I’ve seen Gone With the Wind, a story about resilience in the face of losing everything both personally and culturally due to sweeping changes to one’s world (what’s left when you boil away the rose-colored glasses about slavery). We’ll see what Of Human Bondage does for this hypothetical pitch when I actually dive in and read. Now, let’s go back to the Z element? Star Wars? Star Trek? 2001? Avatar? Does it have to be “in space?” How about underwater? Abyss?

I jest in this vein because we need to steal our fun where we can. That’s my point here, a speaking convention that The Player largely exposed as the height of Hollywood douchery can be fun. Yes, fun.

Picture, if you will, a post-apocalyptic wanderer armed with an ancient rapier looted from a museum… Oh, sorry, I’m lapsing into my recently derived Real Pitch for Homer the Barbarian: The Honey Queen and the Taxman’s Wife. So a story about a taciturn dude, the frisky witch hot for the dude and the Evil Witch/Queen Bee in the faraway castle? “Conan the Barbarian meets Wizard of Oz filtered through the lens of…”

Conan the Barbarian is obvious. A guy on the road with a sword with an almost monosyllabic vocabulary who finds high adventure. I have yet to decide if Homer will “steal a crown of his own to wear upon a troubled brow.”

Wizard of Oz speaks to the road quest story where the protagonist forms a team to defeat the witch in the dark castle. Certainly, the Honey Queen ain’t checking out because Dorothy splashes her with water. And despite my musical ambitions, we aren’t Off to See the Wizard.

Despite the assertion of this article that maybe my fellow writers should see the Player Pitch as a source of fun, I can’t claim to have started from the pitch. Desperate to maintain myself as a novelist keeping up with the comic book arms race in a key writing group, I’ve started and stopped several comic book projects. I freak out over the high bar of entry to comics if you don’t draw (the only thing ruder than please work for free among these people is I voted for insert name of orange President here). I stop and go back to the novels.

I hit on the idea of doing a photo manipulation book. Somehow, I hit on a barbarian I could play myself. Conan becomes obvious.

But, once I saw how boring the antagonist would be once he realized he had no reason to chase the Tax Wife, I added the Honey Queen. Evil queen in the castle. She casts a spell on the visible villain to keep him in the game. Wizard of Oz.
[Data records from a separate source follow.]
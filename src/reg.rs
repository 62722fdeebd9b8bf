//! Memory-mapped registers.
//!
//! # Mappings and Tokens
//!
//! Registers are declared with the [`reg!`](crate::reg!) macro. Most of them
//! should come from per-chip definition crates generated from vendor
//! description files.
//!
//! ```
//! use core::mem::size_of_val;
//! use mmreg::reg::prelude::*;
//!
//! mmreg::reg! {
//!     /// SysTick control and status register.
//!     pub mod STK CTRL; // register block and name
//!
//!     0xE000_E010 // memory address
//!     0x20 // bit size
//!     0x0000_0000 // reset value
//!     RReg WReg; // list of marker traits for the register
//!
//!     /// Counter enable.
//!     ENABLE { // field name
//!         0 // offset
//!         1 // width
//!         RRegField WRegField // list of marker traits for the field
//!     }
//!     /// Clock source selection.
//!     CLKSOURCE { 2 1 RRegField WRegField }
//! }
//!
//! fn main() {
//!     let reg = unsafe { stk_ctrl::Reg::take() };
//!     assert_eq!(size_of_val(&reg.enable), 0);
//!     assert_eq!(size_of_val(&reg), 0);
//!     let start = reg.enable.val::<1>().combine(reg.clksource.val::<1>());
//!     assert_eq!(size_of_val(&start), 0);
//! }
//! ```
//!
//! # Access
//!
//! Every operation is statically resolved: the address, the field masks and
//! the bit patterns of field-values are constants. Operations a register or a
//! field doesn't permit are missing methods; applying a field-value to a
//! register it doesn't belong to is an unsatisfied [`OwnedBy`] bound.
//!
//! Plain operations ([`RwReg::set_clear_bits`], [`WRegField::set`],
//! [`WFieldSet::set`]) compile to a load and a store. Their `atomic_` versions
//! go through the [`atomic`](crate::atomic) engine and are safe against
//! interrupt handlers modifying the same register.

pub mod prelude;

mod field;
mod layout;
mod reg;
mod set;
mod val;

pub use self::{field::*, layout::*, reg::*, set::*, val::*};

mod compile_tests {
    //! ```compile_fail
    //! use mmreg::reg::prelude::*;
    //! mmreg::reg! {
    //!     pub mod TST TST_RO_REG;
    //!     0xDEAD_BEEC 0x20 0xBEEF_CACE RReg RoReg;
    //!     TST_BIT { 0 1 RRegField RoRegField }
    //! }
    //! fn main() {
    //!     let reg = unsafe { tst_tst_ro_reg::Reg::take() };
    //!     reg.write(0);
    //! }
    //! ```
    //!
    //! ```compile_fail
    //! use mmreg::reg::prelude::*;
    //! mmreg::reg! {
    //!     pub mod TST TST_RO_REG;
    //!     0xDEAD_BEEC 0x20 0xBEEF_CACE RReg RoReg;
    //!     TST_BIT { 0 1 RRegField RoRegField }
    //! }
    //! fn main() {
    //!     let reg = unsafe { tst_tst_ro_reg::Reg::take() };
    //!     reg.tst_bit.set(1);
    //! }
    //! ```
    //!
    //! ```compile_fail
    //! use mmreg::reg::prelude::*;
    //! mmreg::reg! {
    //!     pub mod TST TST_WO_REG;
    //!     0xDEAD_BEEC 0x20 0xBEEF_CACE WReg WoReg;
    //!     TST_BIT { 0 1 WRegField WoRegField }
    //! }
    //! fn main() {
    //!     let reg = unsafe { tst_tst_wo_reg::Reg::take() };
    //!     let _ = reg.read();
    //! }
    //! ```
    //!
    //! ```compile_fail
    //! use mmreg::reg::prelude::*;
    //! mmreg::reg! {
    //!     pub mod TST TST_WO_REG;
    //!     0xDEAD_BEEC 0x20 0xBEEF_CACE WReg WoReg;
    //!     TST_BIT { 0 1 WRegField WoRegField }
    //! }
    //! fn main() {
    //!     let reg = unsafe { tst_tst_wo_reg::Reg::take() };
    //!     reg.tst_bit.toggle();
    //! }
    //! ```
    //!
    //! ```compile_fail
    //! use mmreg::reg::prelude::*;
    //! mmreg::reg! {
    //!     pub mod TST TST_WO_REG;
    //!     0xDEAD_BEEC 0x20 0 WReg WoReg;
    //!     TST_KEY { 0 16 WRegField WoRegField }
    //!     TST_START { 16 1 WRegField WoRegField }
    //! }
    //! fn main() {
    //!     let reg = unsafe { tst_tst_wo_reg::Reg::take() };
    //!     reg.apply(reg.tst_key.val::<0xAA>());
    //! }
    //! ```
    //!
    //! ```compile_fail
    //! use mmreg::reg::prelude::*;
    //! mmreg::reg! {
    //!     pub mod TST TST_A_REG;
    //!     0xDEAD_BEEC 0x20 0 RReg WReg;
    //!     TST_BIT { 0 1 RRegField WRegField }
    //! }
    //! mmreg::reg! {
    //!     pub mod TST TST_B_REG;
    //!     0xDEAD_BEF0 0x20 0 RReg WReg;
    //!     TST_BIT { 0 1 RRegField WRegField }
    //! }
    //! fn main() {
    //!     let a = unsafe { tst_tst_a_reg::Reg::take() };
    //!     let b = unsafe { tst_tst_b_reg::Reg::take() };
    //!     b.apply(a.tst_bit.val::<1>());
    //! }
    //! ```
    //!
    //! ```compile_fail
    //! use mmreg::reg::prelude::*;
    //! mmreg::reg! {
    //!     pub mod TST TST_A_REG;
    //!     0xDEAD_BEEC 0x20 0 RReg WReg;
    //!     TST_BIT { 0 1 RRegField WRegField }
    //! }
    //! mmreg::reg! {
    //!     pub mod TST TST_B_REG;
    //!     0xDEAD_BEF0 0x20 0 RReg WReg;
    //!     TST_BIT { 0 1 RRegField WRegField }
    //! }
    //! fn main() {
    //!     let a = unsafe { tst_tst_a_reg::Reg::take() };
    //!     let b = unsafe { tst_tst_b_reg::Reg::take() };
    //!     let _ = b.all_set(a.tst_bit.val::<1>());
    //! }
    //! ```
    //!
    //! ```compile_fail
    //! use mmreg::reg::prelude::*;
    //! mmreg::reg! {
    //!     pub mod TST TST_RW_REG;
    //!     0xDEAD_BEEC 0x20 0 RReg WReg;
    //!     TST_BITS { 0 2 RRegField WRegField }
    //! }
    //! fn main() {
    //!     let reg = unsafe { tst_tst_rw_reg::Reg::take() };
    //!     let value = reg.tst_bits.val::<4>();
    //!     let _ = core::hint::black_box(value);
    //! }
    //! ```
    //!
    //! ```compile_fail
    //! use mmreg::reg::prelude::*;
    //! mmreg::reg! {
    //!     pub mod TST TST_RW_REG;
    //!     0xDEAD_BEEC 0x20 0 RReg WReg;
    //!     TST_BITS { 0 2 RRegField WRegField }
    //! }
    //! fn main() {
    //!     let reg = unsafe { tst_tst_rw_reg::Reg::take() };
    //!     reg.apply(reg.tst_bits.val::<1>().combine(reg.tst_bits.val::<2>()));
    //! }
    //! ```
    //!
    //! ```compile_fail
    //! use mmreg::reg::prelude::*;
    //! mmreg::reg! {
    //!     pub mod TST TST_RW_REG;
    //!     0xDEAD_BEEC 0x20 0 RReg WReg;
    //!     TST_BITS { 30 4 RRegField WRegField }
    //! }
    //! fn main() {}
    //! ```
    //!
    //! ```
    //! use mmreg::reg::prelude::*;
    //! use mmreg::reg::{Combine, FieldVal, OwnedBy};
    //! mmreg::reg! {
    //!     pub mod TST TST_RW_REG;
    //!     0xDEAD_BEEC 0x20 0 RReg WReg;
    //!     TST_LOW { 0 2 RRegField WRegField }
    //!     TST_HIGH { 2 2 RRegField WRegField }
    //! }
    //! fn assert_rw_reg<T: RwReg>() {}
    //! fn assert_rw_field<T: RwRegField>() {}
    //! fn assert_owned<S: WFieldSet + OwnedBy<R>, R: Reg>() {}
    //! fn main() {
    //!     assert_rw_reg::<tst_tst_rw_reg::Reg>();
    //!     assert_rw_field::<tst_tst_rw_reg::TstLow>();
    //!     assert_owned::<
    //!         Combine<
    //!             FieldVal<tst_tst_rw_reg::TstLow, 1>,
    //!             FieldVal<tst_tst_rw_reg::TstHigh, 3>,
    //!         >,
    //!         tst_tst_rw_reg::Reg,
    //!     >();
    //! }
    //! ```
}
use super::{
    field::store_alias, FieldSet, FieldStrategy, Layout, OwnedBy, RFieldSet, RReg, RRegField, Reg,
    RegField, StoreMasked, WFieldSet, WRegField,
};
use crate::bits::{low_mask, Bits};
use crate::token::Token;
use core::fmt;
use core::marker::PhantomData;

/// Statically known value `V` of the field `F`.
///
/// The value is unshifted: `FieldVal<Mode, 0b10>` stands for `0b10 <<
/// Mode::OFFSET` in the register. Building a field-value that doesn't fit the
/// field width is a compile-time error.
pub struct FieldVal<F: RegField, const V: u64> {
    _field: PhantomData<F>,
}

impl<F: RegField, const V: u64> FieldVal<F, V> {
    const IN_RANGE: () = assert!(V <= low_mask(F::WIDTH), "field-value doesn't fit the field");

    /// The unshifted value.
    pub const VALUE: u64 = V;

    /// The value shifted into place.
    pub const BITS: u64 = V << F::OFFSET;

    /// Returns the field this value belongs to.
    #[inline]
    pub fn field(self) -> F {
        unsafe { F::take() }
    }
}

impl<F: RegField, const V: u64> Clone for FieldVal<F, V> {
    #[inline]
    fn clone(&self) -> Self {
        *self
    }
}

impl<F: RegField, const V: u64> Copy for FieldVal<F, V> {}

impl<F: RegField, const V: u64> fmt::Debug for FieldVal<F, V> {
    fn fmt(&self, f: &mut fmt::Formatter<'_>) -> fmt::Result {
        f.debug_struct("FieldVal")
            .field("address", &<F::Reg as Reg>::ADDRESS)
            .field("offset", &F::OFFSET)
            .field("width", &F::WIDTH)
            .field("value", &V)
            .finish()
    }
}

impl<F: RegField, const V: u64> Token for FieldVal<F, V> {
    #[inline]
    unsafe fn take() -> Self {
        let () = Self::IN_RANGE;
        Self { _field: PhantomData }
    }
}

impl<F: RegField, const V: u64> FieldSet for FieldVal<F, V> {
    const LAYOUT: Layout = Layout::single(<F::Reg as Reg>::ADDRESS, F::MASK, V << F::OFFSET);
}

impl<F: RegField, const V: u64> OwnedBy<F::Reg> for FieldVal<F, V> {}

impl<F: WRegField, const V: u64> WFieldSet for FieldVal<F, V> {
    fn store_each(layout: &Layout, stored: &mut u8, atomic: bool) {
        let Some(index) = layout.position(<F::Reg as Reg>::ADDRESS) else { return };
        if *stored & 1 << index != 0 {
            return;
        }
        *stored |= 1 << index;
        let entry = layout.entry(index);
        if entry.clear == F::MASK {
            if let FieldStrategy::BitBand(alias) = F::STRATEGY {
                store_alias::<F>(alias, Bits::from_u64(V));
                return;
            }
        }
        let reg = unsafe { F::Reg::take() };
        let (set, clear) = (Bits::from_u64(entry.set), Bits::from_u64(entry.clear));
        if atomic {
            reg.atomic_store_masked(set, clear);
        } else {
            reg.store_masked(set, clear);
        }
    }
}

impl<F: RRegField, const V: u64> RFieldSet for FieldVal<F, V> {
    fn check_each(layout: &Layout, checked: &mut u8) -> bool {
        let Some(index) = layout.position(<F::Reg as Reg>::ADDRESS) else { return true };
        if *checked & 1 << index != 0 {
            return true;
        }
        *checked |= 1 << index;
        let entry = layout.entry(index);
        unsafe { F::Reg::take() }.read().to_u64() & entry.clear == entry.set
    }
}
And now, we come to my Z element. It’s a post-apocalyptic story. In order to have the bad guy catch up to Homer and Hilary when everybody rides bicycles, I put the pissed off husband on a…motorcycle. Can you guess my full Player Pitch?

“Conan the Barbarian meets Wizard of Oz filtered through the lens of…Easy Rider,” sayeth the amused author. Of course, I could dive in deeper here. Have the guy on the road hog get loaded in a New Orleans cemetery and whine about his mother? Well, maybe the book will merely present the lyrics to Don’t Bogart that Joint, play it safe for now.

Basically like everybody else, I developed the pitch after starting to write. But in theory, have fun with the pitch then start writing.